==== Material for this task ====

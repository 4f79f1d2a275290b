/*!
common/src/lib.rs

Shared configuration types for MarketLens.

This file provides:
- Config data structures (deserialized from TOML)
- An async loader that merges a default file with an optional override
- `EndpointConfig`, the resolved, immutable view of one remote endpoint
*/

use anyhow::{Context, Result};
use serde::{Deserialize, Serialize};
use std::collections::BTreeMap;
use std::fmt;
use std::path::Path;

pub const DEFAULT_SENTIMENT_BASE_URL: &str = "https://api.perplexity.ai";
pub const DEFAULT_SENTIMENT_KEY_ENV: &str = "PERPLEXITY_API_KEY";
pub const DEFAULT_SENTIMENT_MODEL: &str = "mixtral-8x7b-instruct";
pub const DEFAULT_SENTIMENT_MAX_TOKENS: usize = 150;
pub const DEFAULT_SENTIMENT_TEMPERATURE: f32 = 0.7;

pub const DEFAULT_NEWS_BASE_URL: &str = "https://finnhub.io/api/v1";
pub const DEFAULT_NEWS_KEY_ENV: &str = "FINNHUB_API_KEY";
pub const DEFAULT_NEWS_CATEGORY: &str = "general";
pub const DEFAULT_NEWS_FALLBACK_COUNT: usize = 30;

/// Sentiment (chat completion) endpoint section
#[derive(Debug, Clone, Default, Serialize, Deserialize)]
pub struct SentimentConfig {
    pub base_url: Option<String>,
    /// Name of the environment variable holding the bearer token
    pub api_key_env: Option<String>,
    pub model: Option<String>,
    pub max_tokens: Option<usize>,
    pub temperature: Option<f32>,
    /// Upper bound for one request. Unset means no timeout.
    pub timeout_seconds: Option<u64>,
    /// Extra headers sent with every request
    #[serde(default)]
    pub params: BTreeMap<String, String>,
}

impl SentimentConfig {
    pub fn model(&self) -> &str {
        self.model.as_deref().unwrap_or(DEFAULT_SENTIMENT_MODEL)
    }

    pub fn max_tokens(&self) -> usize {
        self.max_tokens.unwrap_or(DEFAULT_SENTIMENT_MAX_TOKENS)
    }

    pub fn temperature(&self) -> f32 {
        self.temperature.unwrap_or(DEFAULT_SENTIMENT_TEMPERATURE)
    }

    /// Resolve the endpoint, reading the credential from the process environment.
    pub fn endpoint(&self) -> Result<EndpointConfig> {
        self.endpoint_with(|name| std::env::var(name).ok())
    }

    /// Resolve the endpoint with an explicit credential lookup.
    pub fn endpoint_with<F>(&self, lookup: F) -> Result<EndpointConfig>
    where
        F: Fn(&str) -> Option<String>,
    {
        EndpointConfig::resolve(
            self.base_url.as_deref().unwrap_or(DEFAULT_SENTIMENT_BASE_URL),
            self.api_key_env.as_deref().unwrap_or(DEFAULT_SENTIMENT_KEY_ENV),
            &self.params,
            lookup,
        )
        .context("invalid [sentiment] endpoint configuration")
    }
}

/// Market news endpoint section
#[derive(Debug, Clone, Default, Serialize, Deserialize)]
pub struct NewsConfig {
    pub base_url: Option<String>,
    pub api_key_env: Option<String>,
    pub category: Option<String>,
    /// Number of synthetic items returned on the fallback path
    pub fallback_count: Option<usize>,
    pub timeout_seconds: Option<u64>,
    /// Extra query parameters sent with every request
    #[serde(default)]
    pub params: BTreeMap<String, String>,
}

impl NewsConfig {
    pub fn category(&self) -> &str {
        self.category.as_deref().unwrap_or(DEFAULT_NEWS_CATEGORY)
    }

    pub fn fallback_count(&self) -> usize {
        self.fallback_count.unwrap_or(DEFAULT_NEWS_FALLBACK_COUNT)
    }

    pub fn endpoint(&self) -> Result<EndpointConfig> {
        self.endpoint_with(|name| std::env::var(name).ok())
    }

    pub fn endpoint_with<F>(&self, lookup: F) -> Result<EndpointConfig>
    where
        F: Fn(&str) -> Option<String>,
    {
        EndpointConfig::resolve(
            self.base_url.as_deref().unwrap_or(DEFAULT_NEWS_BASE_URL),
            self.api_key_env.as_deref().unwrap_or(DEFAULT_NEWS_KEY_ENV),
            &self.params,
            lookup,
        )
        .context("invalid [news] endpoint configuration")
    }
}

/// Top-level application configuration (deserialized from config.toml)
#[derive(Debug, Clone, Default, Serialize, Deserialize)]
pub struct Config {
    pub sentiment: Option<SentimentConfig>,
    pub news: Option<NewsConfig>,
}

impl Config {
    /// Load configuration with an optional default file and an optional override file.
    /// If both are present, they are merged (override takes precedence).
    /// Missing files are skipped, so with neither present every section falls back to defaults.
    pub async fn load_with_defaults(default_path: Option<&Path>, override_path: Option<&Path>) -> Result<Self> {
        let mut config_value = toml::Value::Table(toml::map::Map::new());

        for path in [default_path, override_path].into_iter().flatten() {
            if !path.exists() {
                continue;
            }
            let data = tokio::fs::read_to_string(path)
                .await
                .with_context(|| format!("Failed to read config: {}", path.display()))?;
            let val: toml::Value = toml::from_str(&data)
                .with_context(|| format!("Failed to parse configuration: {}", path.display()))?;
            merge_toml(&mut config_value, val);
        }

        let cfg: Config = config_value.try_into().context("Failed to parse merged configuration")?;
        Ok(cfg)
    }

    pub fn sentiment(&self) -> SentimentConfig {
        self.sentiment.clone().unwrap_or_default()
    }

    pub fn news(&self) -> NewsConfig {
        self.news.clone().unwrap_or_default()
    }
}

fn merge_toml(a: &mut toml::Value, b: toml::Value) {
    match (a, b) {
        (toml::Value::Table(a_map), toml::Value::Table(b_map)) => {
            for (k, v) in b_map {
                if let Some(a_val) = a_map.get_mut(&k) {
                    merge_toml(a_val, v);
                } else {
                    a_map.insert(k, v);
                }
            }
        }
        (a_val, b_val) => *a_val = b_val,
    }
}

/// A resolved remote endpoint: where to send requests and with which credential.
///
/// Built once at startup and never mutated. A missing or empty credential is
/// stored as `None`; callers take the fallback path without touching the network.
#[derive(Clone, PartialEq, Eq)]
pub struct EndpointConfig {
    pub base_address: String,
    pub credential: Option<String>,
    pub static_params: BTreeMap<String, String>,
}

impl EndpointConfig {
    pub fn new(base_address: impl Into<String>) -> Self {
        Self {
            base_address: base_address.into().trim_end_matches('/').to_string(),
            credential: None,
            static_params: BTreeMap::new(),
        }
    }

    pub fn with_credential(mut self, credential: Option<String>) -> Self {
        self.credential = credential.filter(|c| !c.trim().is_empty());
        self
    }

    pub fn with_param(mut self, key: impl Into<String>, value: impl Into<String>) -> Self {
        self.static_params.insert(key.into(), value.into());
        self
    }

    /// Validate `base_address` and read the credential named `key_env` through `lookup`.
    pub fn resolve<F>(
        base_address: &str,
        key_env: &str,
        params: &BTreeMap<String, String>,
        lookup: F,
    ) -> Result<Self>
    where
        F: Fn(&str) -> Option<String>,
    {
        url::Url::parse(base_address)
            .with_context(|| format!("base_url is not a valid URL: {}", base_address))?;

        let mut endpoint = Self::new(base_address).with_credential(lookup(key_env));
        endpoint.static_params = params.clone();
        Ok(endpoint)
    }

    pub fn credential(&self) -> Option<&str> {
        self.credential.as_deref()
    }

    /// Static params whose key is not in `reserved` (compared case-insensitively).
    /// Adapters pass the keys they set themselves so configuration cannot override them.
    pub fn params_except<'a>(&'a self, reserved: &'a [&'a str]) -> impl Iterator<Item = (&'a str, &'a str)> + 'a {
        self.static_params
            .iter()
            .filter(move |(key, _)| !reserved.iter().any(|r| r.eq_ignore_ascii_case(key)))
            .map(|(key, value)| (key.as_str(), value.as_str()))
    }

    /// Join a path onto the base address.
    pub fn url(&self, path: &str) -> String {
        format!("{}/{}", self.base_address, path.trim_start_matches('/'))
    }
}

impl fmt::Debug for EndpointConfig {
    fn fmt(&self, f: &mut fmt::Formatter<'_>) -> fmt::Result {
        f.debug_struct("EndpointConfig")
            .field("base_address", &self.base_address)
            .field("credential", &self.credential.as_ref().map(|_| "<redacted>"))
            .field("static_params", &self.static_params)
            .finish()
    }
}

#[cfg(test)]
mod tests {
    use super::*;
    use std::fs;

    #[test]
    fn config_from_string() {
        let toml = r#"
            [sentiment]
            model = "sonar"
            max_tokens = 64

            [news]
            category = "forex"
            fallback_count = 10

            [news.params]
            minId = "0"
        "#;

        let cfg: Config = toml::from_str(toml).expect("parse config");
        let sentiment = cfg.sentiment();
        assert_eq!(sentiment.model(), "sonar");
        assert_eq!(sentiment.max_tokens(), 64);
        assert_eq!(sentiment.temperature(), DEFAULT_SENTIMENT_TEMPERATURE);

        let news = cfg.news();
        assert_eq!(news.category(), "forex");
        assert_eq!(news.fallback_count(), 10);
        assert_eq!(news.params.get("minId").map(String::as_str), Some("0"));
    }

    #[test]
    fn empty_config_uses_defaults() {
        let cfg: Config = toml::from_str("").expect("parse empty config");
        assert_eq!(cfg.sentiment().model(), DEFAULT_SENTIMENT_MODEL);
        assert_eq!(cfg.news().category(), DEFAULT_NEWS_CATEGORY);
        assert_eq!(cfg.news().fallback_count(), DEFAULT_NEWS_FALLBACK_COUNT);
    }

    #[test]
    fn endpoint_reads_named_credential() {
        let news = NewsConfig {
            api_key_env: Some("MY_NEWS_KEY".to_string()),
            ..Default::default()
        };

        let endpoint = news
            .endpoint_with(|name| (name == "MY_NEWS_KEY").then(|| "secret".to_string()))
            .expect("resolve endpoint");
        assert_eq!(endpoint.base_address, DEFAULT_NEWS_BASE_URL);
        assert_eq!(endpoint.credential(), Some("secret"));
    }

    #[test]
    fn missing_or_blank_credential_is_none() {
        let sentiment = SentimentConfig::default();

        let missing = sentiment.endpoint_with(|_| None).expect("resolve");
        assert_eq!(missing.credential(), None);

        let blank = sentiment.endpoint_with(|_| Some("  ".to_string())).expect("resolve");
        assert_eq!(blank.credential(), None);
    }

    #[test]
    fn invalid_base_url_is_rejected() {
        let sentiment = SentimentConfig {
            base_url: Some("not a url".to_string()),
            ..Default::default()
        };
        assert!(sentiment.endpoint_with(|_| None).is_err());
    }

    #[test]
    fn url_joins_without_double_slash() {
        let endpoint = EndpointConfig::new("http://localhost:1234/");
        assert_eq!(endpoint.url("/news"), "http://localhost:1234/news");
        assert_eq!(endpoint.url("chat/completions"), "http://localhost:1234/chat/completions");
    }

    #[test]
    fn params_except_skips_reserved_keys() {
        let endpoint = EndpointConfig::new("https://example.com")
            .with_param("Category", "forex")
            .with_param("token", "other")
            .with_param("minId", "10");

        let kept: Vec<(&str, &str)> = endpoint.params_except(&["token", "category"]).collect();
        assert_eq!(kept, vec![("minId", "10")]);
    }

    #[test]
    fn debug_redacts_credential() {
        let endpoint = EndpointConfig::new("https://example.com").with_credential(Some("abc123".into()));
        let printed = format!("{:?}", endpoint);
        assert!(!printed.contains("abc123"));
        assert!(printed.contains("<redacted>"));
    }

    #[tokio::test]
    async fn override_file_takes_precedence() {
        let dir = tempfile::tempdir().expect("tempdir");
        let default_path = dir.path().join("config.default.toml");
        let override_path = dir.path().join("config.toml");

        fs::write(
            &default_path,
            "[sentiment]\nmodel = \"base-model\"\nmax_tokens = 150\n",
        )
        .expect("write default");
        fs::write(&override_path, "[sentiment]\nmodel = \"override-model\"\n").expect("write override");

        let cfg = Config::load_with_defaults(Some(default_path.as_path()), Some(override_path.as_path()))
            .await
            .expect("load config");
        let sentiment = cfg.sentiment();
        assert_eq!(sentiment.model(), "override-model");
        assert_eq!(sentiment.max_tokens(), 150);
    }

    #[tokio::test]
    async fn missing_files_yield_default_config() {
        let dir = tempfile::tempdir().expect("tempdir");
        let cfg = Config::load_with_defaults(Some(dir.path().join("absent.toml").as_path()), None)
            .await
            .expect("load config");
        assert!(cfg.sentiment.is_none());
        assert!(cfg.news.is_none());
    }
}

====

• **Task to complete**:
Look above for the line with "- Config data"; retype exactly that line, every line after it up to the line with "the process environment.", and that line too, nothing else.

• **Answer area**:
- Config data structures (deserialized from TOML)
- An async loader that merges a default file with an optional override
- `EndpointConfig`, the resolved, immutable view of one remote endpoint
*/

use anyhow::{Context, Result};
use serde::{Deserialize, Serialize};
use std::collections::BTreeMap;
use std::fmt;
use std::path::Path;

pub const DEFAULT_SENTIMENT_BASE_URL: &str = "https://api.perplexity.ai";
pub const DEFAULT_SENTIMENT_KEY_ENV: &str = "PERPLEXITY_API_KEY";
pub const DEFAULT_SENTIMENT_MODEL: &str = "mixtral-8x7b-instruct";
pub const DEFAULT_SENTIMENT_MAX_TOKENS: usize = 150;
pub const DEFAULT_SENTIMENT_TEMPERATURE: f32 = 0.7;

pub const DEFAULT_NEWS_BASE_URL: &str = "https://finnhub.io/api/v1";
pub const DEFAULT_NEWS_KEY_ENV: &str = "FINNHUB_API_KEY";
pub const DEFAULT_NEWS_CATEGORY: &str = "general";
pub const DEFAULT_NEWS_FALLBACK_COUNT: usize = 30;

/// Sentiment (chat completion) endpoint section
#[derive(Debug, Clone, Default, Serialize, Deserialize)]
pub struct SentimentConfig {
    pub base_url: Option<String>,
    /// Name of the environment variable holding the bearer token
    pub api_key_env: Option<String>,
    pub model: Option<String>,
    pub max_tokens: Option<usize>,
    pub temperature: Option<f32>,
    /// Upper bound for one request. Unset means no timeout.
    pub timeout_seconds: Option<u64>,
    /// Extra headers sent with every request
    #[serde(default)]
    pub params: BTreeMap<String, String>,
}

impl SentimentConfig {
    pub fn model(&self) -> &str {
        self.model.as_deref().unwrap_or(DEFAULT_SENTIMENT_MODEL)
    }

    pub fn max_tokens(&self) -> usize {
        self.max_tokens.unwrap_or(DEFAULT_SENTIMENT_MAX_TOKENS)
    }

    pub fn temperature(&self) -> f32 {
        self.temperature.unwrap_or(DEFAULT_SENTIMENT_TEMPERATURE)
    }

    /// Resolve the endpoint, reading the credential from the process environment.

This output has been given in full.